TASK INPUT: Begin
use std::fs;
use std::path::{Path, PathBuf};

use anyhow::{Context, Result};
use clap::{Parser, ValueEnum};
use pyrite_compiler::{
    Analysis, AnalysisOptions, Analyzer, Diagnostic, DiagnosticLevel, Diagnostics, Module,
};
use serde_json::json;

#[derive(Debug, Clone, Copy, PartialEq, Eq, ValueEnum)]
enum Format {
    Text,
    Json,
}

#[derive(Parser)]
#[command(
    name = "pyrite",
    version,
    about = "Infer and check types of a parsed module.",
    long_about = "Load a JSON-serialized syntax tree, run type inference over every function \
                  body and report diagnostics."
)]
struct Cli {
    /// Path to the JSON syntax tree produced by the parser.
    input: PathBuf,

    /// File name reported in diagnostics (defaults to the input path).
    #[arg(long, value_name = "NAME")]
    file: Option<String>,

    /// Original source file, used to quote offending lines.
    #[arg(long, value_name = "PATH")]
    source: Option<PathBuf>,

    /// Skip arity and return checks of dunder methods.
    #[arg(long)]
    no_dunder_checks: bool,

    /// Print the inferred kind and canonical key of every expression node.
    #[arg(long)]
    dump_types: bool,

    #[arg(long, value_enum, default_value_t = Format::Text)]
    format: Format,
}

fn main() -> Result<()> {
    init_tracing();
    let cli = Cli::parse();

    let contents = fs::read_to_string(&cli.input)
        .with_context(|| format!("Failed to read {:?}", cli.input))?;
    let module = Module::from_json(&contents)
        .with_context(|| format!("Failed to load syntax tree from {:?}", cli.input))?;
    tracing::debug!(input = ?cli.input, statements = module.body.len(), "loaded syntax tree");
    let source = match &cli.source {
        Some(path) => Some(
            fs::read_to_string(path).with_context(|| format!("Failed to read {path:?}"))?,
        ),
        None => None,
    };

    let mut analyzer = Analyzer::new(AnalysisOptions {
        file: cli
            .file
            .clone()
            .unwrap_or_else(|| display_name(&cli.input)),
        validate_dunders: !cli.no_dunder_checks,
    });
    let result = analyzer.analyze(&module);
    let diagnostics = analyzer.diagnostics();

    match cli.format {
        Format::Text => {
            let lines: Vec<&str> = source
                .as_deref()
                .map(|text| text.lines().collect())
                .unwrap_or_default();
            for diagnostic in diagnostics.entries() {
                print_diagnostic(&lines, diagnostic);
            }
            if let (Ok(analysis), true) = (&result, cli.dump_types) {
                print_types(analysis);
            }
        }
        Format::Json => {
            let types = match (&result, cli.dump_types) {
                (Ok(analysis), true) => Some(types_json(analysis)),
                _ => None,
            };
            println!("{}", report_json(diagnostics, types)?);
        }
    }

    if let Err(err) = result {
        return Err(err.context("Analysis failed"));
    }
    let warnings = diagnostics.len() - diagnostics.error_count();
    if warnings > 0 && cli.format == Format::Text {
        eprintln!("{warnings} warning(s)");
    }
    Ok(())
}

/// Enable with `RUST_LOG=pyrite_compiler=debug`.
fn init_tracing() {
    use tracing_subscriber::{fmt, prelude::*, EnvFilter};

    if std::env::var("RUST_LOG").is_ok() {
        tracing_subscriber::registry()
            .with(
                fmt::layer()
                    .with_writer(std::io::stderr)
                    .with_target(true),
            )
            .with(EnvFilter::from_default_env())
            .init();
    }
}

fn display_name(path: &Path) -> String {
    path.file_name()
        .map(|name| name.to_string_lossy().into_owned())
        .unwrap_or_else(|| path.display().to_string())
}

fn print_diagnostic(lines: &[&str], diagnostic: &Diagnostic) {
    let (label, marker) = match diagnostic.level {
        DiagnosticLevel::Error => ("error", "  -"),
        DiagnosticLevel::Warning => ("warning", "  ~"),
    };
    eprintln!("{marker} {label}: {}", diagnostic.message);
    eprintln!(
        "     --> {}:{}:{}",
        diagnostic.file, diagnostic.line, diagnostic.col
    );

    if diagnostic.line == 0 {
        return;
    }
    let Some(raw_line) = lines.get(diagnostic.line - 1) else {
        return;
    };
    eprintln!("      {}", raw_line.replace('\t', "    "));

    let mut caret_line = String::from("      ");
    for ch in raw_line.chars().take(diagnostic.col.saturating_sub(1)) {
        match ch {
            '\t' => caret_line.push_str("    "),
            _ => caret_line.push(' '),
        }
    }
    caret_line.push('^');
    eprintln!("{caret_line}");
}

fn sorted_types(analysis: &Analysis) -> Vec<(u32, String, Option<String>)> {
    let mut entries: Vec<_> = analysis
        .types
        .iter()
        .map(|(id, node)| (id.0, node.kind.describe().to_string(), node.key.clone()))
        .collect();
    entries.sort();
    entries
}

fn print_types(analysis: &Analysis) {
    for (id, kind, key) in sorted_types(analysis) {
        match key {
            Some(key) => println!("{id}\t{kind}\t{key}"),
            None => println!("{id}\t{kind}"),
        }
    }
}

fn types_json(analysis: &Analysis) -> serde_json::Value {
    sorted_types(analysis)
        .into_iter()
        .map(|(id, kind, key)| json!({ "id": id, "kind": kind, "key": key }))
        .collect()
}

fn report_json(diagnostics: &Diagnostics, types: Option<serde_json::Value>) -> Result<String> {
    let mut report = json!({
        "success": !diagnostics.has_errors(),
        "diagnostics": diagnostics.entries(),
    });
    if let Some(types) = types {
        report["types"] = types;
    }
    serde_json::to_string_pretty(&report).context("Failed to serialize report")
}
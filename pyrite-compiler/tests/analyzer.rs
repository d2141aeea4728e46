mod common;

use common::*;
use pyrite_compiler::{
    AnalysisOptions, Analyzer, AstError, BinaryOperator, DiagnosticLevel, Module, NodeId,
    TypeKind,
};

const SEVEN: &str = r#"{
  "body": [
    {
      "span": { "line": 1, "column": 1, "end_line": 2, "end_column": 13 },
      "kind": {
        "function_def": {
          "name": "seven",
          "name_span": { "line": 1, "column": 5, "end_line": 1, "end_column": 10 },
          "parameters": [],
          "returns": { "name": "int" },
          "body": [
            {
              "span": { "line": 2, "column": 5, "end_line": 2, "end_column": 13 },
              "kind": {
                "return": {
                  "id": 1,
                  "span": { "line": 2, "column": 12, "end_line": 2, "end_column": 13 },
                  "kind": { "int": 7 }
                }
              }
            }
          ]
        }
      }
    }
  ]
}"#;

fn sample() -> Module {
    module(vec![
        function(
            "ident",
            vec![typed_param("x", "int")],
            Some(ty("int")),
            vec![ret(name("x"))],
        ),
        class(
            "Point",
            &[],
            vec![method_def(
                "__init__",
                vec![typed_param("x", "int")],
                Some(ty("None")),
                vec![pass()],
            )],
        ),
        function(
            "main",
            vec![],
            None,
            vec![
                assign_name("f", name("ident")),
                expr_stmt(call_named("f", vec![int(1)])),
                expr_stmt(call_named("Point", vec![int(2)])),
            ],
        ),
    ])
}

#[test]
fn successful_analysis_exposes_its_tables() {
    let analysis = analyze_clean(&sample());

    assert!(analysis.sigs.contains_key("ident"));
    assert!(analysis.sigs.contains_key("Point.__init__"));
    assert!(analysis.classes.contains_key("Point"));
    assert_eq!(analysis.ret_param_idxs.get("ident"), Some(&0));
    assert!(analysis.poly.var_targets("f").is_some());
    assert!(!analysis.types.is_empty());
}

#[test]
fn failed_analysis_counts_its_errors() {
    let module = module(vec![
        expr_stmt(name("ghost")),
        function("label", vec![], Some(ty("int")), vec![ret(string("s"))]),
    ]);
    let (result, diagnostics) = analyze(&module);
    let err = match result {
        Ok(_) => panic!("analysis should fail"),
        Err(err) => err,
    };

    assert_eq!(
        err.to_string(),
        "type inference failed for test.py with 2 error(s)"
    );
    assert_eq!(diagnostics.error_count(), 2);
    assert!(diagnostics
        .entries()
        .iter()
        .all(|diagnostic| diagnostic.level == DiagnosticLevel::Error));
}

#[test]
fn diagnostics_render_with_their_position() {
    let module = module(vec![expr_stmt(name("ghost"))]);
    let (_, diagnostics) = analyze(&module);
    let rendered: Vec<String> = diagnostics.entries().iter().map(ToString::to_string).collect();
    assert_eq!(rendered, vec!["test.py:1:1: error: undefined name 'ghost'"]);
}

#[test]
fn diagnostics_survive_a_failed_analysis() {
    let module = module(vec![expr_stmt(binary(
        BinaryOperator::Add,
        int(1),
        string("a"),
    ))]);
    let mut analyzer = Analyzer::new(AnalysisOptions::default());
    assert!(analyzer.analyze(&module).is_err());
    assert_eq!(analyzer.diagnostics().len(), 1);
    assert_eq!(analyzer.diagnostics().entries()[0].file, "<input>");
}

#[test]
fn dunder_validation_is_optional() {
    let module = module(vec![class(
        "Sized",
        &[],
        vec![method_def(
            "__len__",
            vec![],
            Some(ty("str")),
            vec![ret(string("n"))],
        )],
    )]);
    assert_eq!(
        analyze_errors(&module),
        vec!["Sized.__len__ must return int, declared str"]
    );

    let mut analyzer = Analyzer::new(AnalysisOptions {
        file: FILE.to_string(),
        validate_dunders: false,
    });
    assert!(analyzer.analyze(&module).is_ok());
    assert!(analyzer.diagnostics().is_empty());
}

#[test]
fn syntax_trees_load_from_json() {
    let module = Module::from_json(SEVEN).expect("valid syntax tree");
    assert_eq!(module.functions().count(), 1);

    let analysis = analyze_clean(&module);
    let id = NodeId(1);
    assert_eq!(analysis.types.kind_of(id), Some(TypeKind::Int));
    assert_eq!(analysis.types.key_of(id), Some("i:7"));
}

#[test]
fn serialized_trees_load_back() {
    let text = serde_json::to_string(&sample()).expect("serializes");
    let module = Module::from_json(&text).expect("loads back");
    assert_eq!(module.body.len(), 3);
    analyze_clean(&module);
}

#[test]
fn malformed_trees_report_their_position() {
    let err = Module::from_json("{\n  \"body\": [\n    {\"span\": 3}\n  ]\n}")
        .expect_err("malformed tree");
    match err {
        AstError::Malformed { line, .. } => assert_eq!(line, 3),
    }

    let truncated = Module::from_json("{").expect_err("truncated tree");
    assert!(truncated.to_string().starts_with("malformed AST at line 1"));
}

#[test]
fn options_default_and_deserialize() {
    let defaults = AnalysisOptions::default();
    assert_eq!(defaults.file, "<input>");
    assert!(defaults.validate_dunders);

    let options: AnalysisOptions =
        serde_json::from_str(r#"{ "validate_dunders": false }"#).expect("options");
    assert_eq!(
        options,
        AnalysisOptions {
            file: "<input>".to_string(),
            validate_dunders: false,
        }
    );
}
TASK INPUT: End
YOUR OBJECTIVE: Retype the records above, but only those lines that fall between the line containing "for (id, kind, key)" and the line containing "let mut report", with both of those lines included, exactly as written.

ANSWER FOR THE TASK:
    for (id, kind, key) in sorted_types(analysis) {
        match key {
            Some(key) => println!("{id}\t{kind}\t{key}"),
            None => println!("{id}\t{kind}"),
        }
    }
}

fn types_json(analysis: &Analysis) -> serde_json::Value {
    sorted_types(analysis)
        .into_iter()
        .map(|(id, kind, key)| json!({ "id": id, "kind": kind, "key": key }))
        .collect()
}

fn report_json(diagnostics: &Diagnostics, types: Option<serde_json::Value>) -> Result<String> {
    let mut report = json!({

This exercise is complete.